**DATA SUPPLIED:**
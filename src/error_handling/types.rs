//! Error type definitions.
//!
//! This module defines the typed errors used throughout the crate and the
//! failure categories recorded on every unsuccessful check.

use std::path::PathBuf;

use log::SetLoggerError;
use reqwest::Error as ReqwestError;
use serde::{Deserialize, Serialize};
use strum_macros::EnumIter as EnumIterMacro;
use thiserror::Error;

/// Error types for initialization failures.
#[derive(Error, Debug)]
#[allow(clippy::enum_variant_names)] // All variants end with "Error" by convention
pub enum InitializationError {
    /// Error initializing the logger.
    #[error("Logger initialization error: {0}")]
    LoggerError(#[from] SetLoggerError),

    /// Error initializing the HTTP client.
    #[error("HTTP client initialization error: {0}")]
    HttpClientError(#[from] ReqwestError),
}

/// A configuration value outside its accepted range.
#[derive(Error, Debug, Clone, PartialEq, Eq)]
pub enum ConfigError {
    #[error("invalid {field}: {value} (expected {expected})")]
    OutOfRange {
        field: &'static str,
        value: String,
        expected: String,
    },
}

/// Failures reading URLs from an input source. Always fatal for a run.
#[derive(Error, Debug)]
pub enum InputError {
    /// The input file could not be opened or read.
    #[error("failed to read {path}: {source}")]
    Io {
        path: PathBuf,
        #[source]
        source: std::io::Error,
    },

    /// A CSV record could not be decoded.
    #[error("malformed CSV input: {0}")]
    Csv(#[from] csv::Error),

    /// The input file extension is not a supported format.
    #[error("unsupported input format '{0}' (supported: .csv, .txt, or - for stdin)")]
    UnsupportedFormat(String),

    /// The requested URL column is not in the CSV header.
    #[error("column '{column}' not found in input (available: {})", available.join(", "))]
    MissingColumn {
        column: String,
        available: Vec<String>,
    },
}

/// Failures writing results to an output sink. Always fatal for a run.
#[derive(Error, Debug)]
pub enum OutputError {
    #[error("output I/O error: {0}")]
    Io(#[from] std::io::Error),

    #[error("CSV write error: {0}")]
    Csv(#[from] csv::Error),

    #[error("JSON encode error: {0}")]
    Json(#[from] serde_json::Error),

    /// An existing JSON array output does not end with `]`.
    #[error("cannot append to {0}: not a JSON array")]
    NotJsonArray(PathBuf),
}

/// Reasons a raw string is not accepted as a checkable URL.
#[derive(Error, Debug, Clone, PartialEq, Eq)]
pub enum NormalizeError {
    #[error("empty URL")]
    Empty,

    #[error("URL too long ({0} characters)")]
    TooLong(usize),

    #[error("placeholder value '{0}'")]
    Placeholder(String),

    #[error("unsupported scheme '{0}'")]
    UnsupportedScheme(String),

    #[error("not a URL or bare domain")]
    NotAUrl,

    #[error("parse error: {0}")]
    Parse(String),

    #[error("URL has no host")]
    MissingHost,

    /// Loopback, private, link-local, or otherwise internal target.
    #[error("unsafe target: {0}")]
    UnsafeTarget(String),

    #[error("reserved or invalid top-level domain in '{0}'")]
    InvalidTld(String),
}

/// Why a check did not end with an active site.
///
/// Present on a result iff its outcome is not `Active`. The serialized names
/// are part of the output format.
#[derive(
    Debug, Clone, Copy, PartialEq, Eq, Hash, PartialOrd, Ord, Serialize, Deserialize, EnumIterMacro,
)]
pub enum ErrorCategory {
    #[serde(rename = "dns_error")]
    Dns,
    #[serde(rename = "connection_error")]
    Connection,
    #[serde(rename = "ssl_error")]
    Tls,
    #[serde(rename = "timeout_error")]
    Timeout,
    #[serde(rename = "http_error")]
    HttpStatus,
    #[serde(rename = "invalid_url_error")]
    InvalidUrl,
    #[serde(rename = "unknown_error")]
    Unknown,
}

impl ErrorCategory {
    pub fn as_str(&self) -> &'static str {
        match self {
            ErrorCategory::Dns => "dns_error",
            ErrorCategory::Connection => "connection_error",
            ErrorCategory::Tls => "ssl_error",
            ErrorCategory::Timeout => "timeout_error",
            ErrorCategory::HttpStatus => "http_error",
            ErrorCategory::InvalidUrl => "invalid_url_error",
            ErrorCategory::Unknown => "unknown_error",
        }
    }

    /// Human-readable label for summaries.
    pub fn label(&self) -> &'static str {
        match self {
            ErrorCategory::Dns => "DNS resolution failure",
            ErrorCategory::Connection => "Connection failure",
            ErrorCategory::Tls => "TLS/SSL failure",
            ErrorCategory::Timeout => "Request timeout",
            ErrorCategory::HttpStatus => "Non-200 HTTP status",
            ErrorCategory::InvalidUrl => "Invalid URL",
            ErrorCategory::Unknown => "Unknown error",
        }
    }
}

impl std::fmt::Display for ErrorCategory {
    fn fmt(&self, f: &mut std::fmt::Formatter<'_>) -> std::fmt::Result {
        f.write_str(self.as_str())
    }
}

/// A failed HTTP exchange, already classified.
///
/// Produced by a [`Transport`](crate::checker::Transport); the status checker
/// folds it into a terminal result once retries are exhausted.
#[derive(Error, Debug, Clone, PartialEq, Eq)]
pub enum TransportError {
    #[error("Request timeout")]
    Timeout,

    #[error("DNS error: {0}")]
    Dns(String),

    #[error("Connection error: {0}")]
    Connection(String),

    #[error("SSL error: {0}")]
    Tls(String),

    #[error("Unknown error: {0}")]
    Other(String),
}

impl TransportError {
    pub fn category(&self) -> ErrorCategory {
        match self {
            TransportError::Timeout => ErrorCategory::Timeout,
            TransportError::Dns(_) => ErrorCategory::Dns,
            TransportError::Connection(_) => ErrorCategory::Connection,
            TransportError::Tls(_) => ErrorCategory::Tls,
            TransportError::Other(_) => ErrorCategory::Unknown,
        }
    }
}
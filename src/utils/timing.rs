//! Clock and duration helpers.

use std::time::Duration;

/// Current wall-clock time as Unix milliseconds.
pub fn now_millis() -> i64 {
    chrono::Utc::now().timestamp_millis()
}

/// Formats a duration as `HH:MM:SS`. Hours are not wrapped at 24.
pub fn format_hms(duration: Duration) -> String {
    let total = duration.as_secs();
    format!(
        "{:02}:{:02}:{:02}",
        total / 3600,
        (total % 3600) / 60,
        total % 60
    )
}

**ASSIGNMENT:** Repeat the data in full, keeping each word exactly as it is.

**OUTPUT:**
filename src/error_handling/types.rs
//! Error type definitions.
//!
//! This module defines the typed errors used throughout the crate and the
//! failure categories recorded on every unsuccessful check.

use std::path::PathBuf;

use log::SetLoggerError;
use reqwest::Error as ReqwestError;
use serde::{Deserialize, Serialize};
use strum_macros::EnumIter as EnumIterMacro;
use thiserror::Error;

/// Error types for initialization failures.
#[derive(Error, Debug)]
#[allow(clippy::enum_variant_names)] // All variants end with "Error" by convention
pub enum InitializationError {
    /// Error initializing the logger.
    #[error("Logger initialization error: {0}")]
    LoggerError(#[from] SetLoggerError),

    /// Error initializing the HTTP client.
    #[error("HTTP client initialization error: {0}")]
    HttpClientError(#[from] ReqwestError),
}

/// A configuration value outside its accepted range.
#[derive(Error, Debug, Clone, PartialEq, Eq)]
pub enum ConfigError {
    #[error("invalid {field}: {value} (expected {expected})")]
    OutOfRange {
        field: &'static str,
        value: String,
        expected: String,
    },
}

/// Failures reading URLs from an input source. Always fatal for a run.
#[derive(Error, Debug)]
pub enum InputError {
    /// The input file could not be opened or read.
    #[error("failed to read {path}: {source}")]
    Io {
        path: PathBuf,
        #[source]
        source: std::io::Error,
    },

    /// A CSV record could not be decoded.
    #[error("malformed CSV input: {0}")]
    Csv(#[from] csv::Error),

    /// The input file extension is not a supported format.
    #[error("unsupported input format '{0}' (supported: .csv, .txt, or - for stdin)")]
    UnsupportedFormat(String),

    /// The requested URL column is not in the CSV header.
    #[error("column '{column}' not found in input (available: {})", available.join(", "))]
    MissingColumn {
        column: String,
        available: Vec<String>,
    },
}

/// Failures writing results to an output sink. Always fatal for a run.
#[derive(Error, Debug)]
pub enum OutputError {
    #[error("output I/O error: {0}")]
    Io(#[from] std::io::Error),

    #[error("CSV write error: {0}")]
    Csv(#[from] csv::Error),

    #[error("JSON encode error: {0}")]
    Json(#[from] serde_json::Error),

    /// An existing JSON array output does not end with `]`.
    #[error("cannot append to {0}: not a JSON array")]
    NotJsonArray(PathBuf),
}

/// Reasons a raw string is not accepted as a checkable URL.
#[derive(Error, Debug, Clone, PartialEq, Eq)]
pub enum NormalizeError {
    #[error("empty URL")]
    Empty,

    #[error("URL too long ({0} characters)")]
    TooLong(usize),

    #[error("placeholder value '{0}'")]
    Placeholder(String),

    #[error("unsupported scheme '{0}'")]
    UnsupportedScheme(String),

    #[error("not a URL or bare domain")]
    NotAUrl,

    #[error("parse error: {0}")]
    Parse(String),

    #[error("URL has no host")]
    MissingHost,

    /// Loopback, private, link-local, or otherwise internal target.
    #[error("unsafe target: {0}")]
    UnsafeTarget(String),

    #[error("reserved or invalid top-level domain in '{0}'")]
    InvalidTld(String),
}

/// Why a check did not end with an active site.
///
/// Present on a result iff its outcome is not `Active`. The serialized names
/// are part of the output format.
#[derive(
    Debug, Clone, Copy, PartialEq, Eq, Hash, PartialOrd, Ord, Serialize, Deserialize, EnumIterMacro,
)]
pub enum ErrorCategory {
    #[serde(rename = "dns_error")]
    Dns,
    #[serde(rename = "connection_error")]
    Connection,
    #[serde(rename = "ssl_error")]
    Tls,
    #[serde(rename = "timeout_error")]
    Timeout,
    #[serde(rename = "http_error")]
    HttpStatus,
    #[serde(rename = "invalid_url_error")]
    InvalidUrl,
    #[serde(rename = "unknown_error")]
    Unknown,
}

impl ErrorCategory {
    pub fn as_str(&self) -> &'static str {
        match self {
            ErrorCategory::Dns => "dns_error",
            ErrorCategory::Connection => "connection_error",
            ErrorCategory::Tls => "ssl_error",
            ErrorCategory::Timeout => "timeout_error",
            ErrorCategory::HttpStatus => "http_error",
            ErrorCategory::InvalidUrl => "invalid_url_error",
            ErrorCategory::Unknown => "unknown_error",
        }
    }

    /// Human-readable label for summaries.
    pub fn label(&self) -> &'static str {
        match self {
            ErrorCategory::Dns => "DNS resolution failure",
            ErrorCategory::Connection => "Connection failure",
            ErrorCategory::Tls => "TLS/SSL failure",
            ErrorCategory::Timeout => "Request timeout",
            ErrorCategory::HttpStatus => "Non-200 HTTP status",
            ErrorCategory::InvalidUrl => "Invalid URL",
            ErrorCategory::Unknown => "Unknown error",
        }
    }
}

impl std::fmt::Display for ErrorCategory {
    fn fmt(&self, f: &mut std::fmt::Formatter<'_>) -> std::fmt::Result {
        f.write_str(self.as_str())
    }
}

/// A failed HTTP exchange, already classified.
///
/// Produced by a [`Transport`](crate::checker::Transport); the status checker
/// folds it into a terminal result once retries are exhausted.
#[derive(Error, Debug, Clone, PartialEq, Eq)]
pub enum TransportError {
    #[error("Request timeout")]
    Timeout,

    #[error("DNS error: {0}")]
    Dns(String),

    #[error("Connection error: {0}")]
    Connection(String),

    #[error("SSL error: {0}")]
    Tls(String),

    #[error("Unknown error: {0}")]
    Other(String),
}

impl TransportError {
    pub fn category(&self) -> ErrorCategory {
        match self {
            TransportError::Timeout => ErrorCategory::Timeout,
            TransportError::Dns(_) => ErrorCategory::Dns,
            TransportError::Connection(_) => ErrorCategory::Connection,
            TransportError::Tls(_) => ErrorCategory::Tls,
            TransportError::Other(_) => ErrorCategory::Unknown,
        }
    }
}
filename src/utils/timing.rs
//! Clock and duration helpers.

use std::time::Duration;

/// Current wall-clock time as Unix milliseconds.
pub fn now_millis() -> i64 {
    chrono::Utc::now().timestamp_millis()
}

/// Formats a duration as `HH:MM:SS`. Hours are not wrapped at 24.
pub fn format_hms(duration: Duration) -> String {
    let total = duration.as_secs();
    format!(
        "{:02}:{:02}:{:02}",
        total / 3600,
        (total % 3600) / 60,
        total % 60
    )
}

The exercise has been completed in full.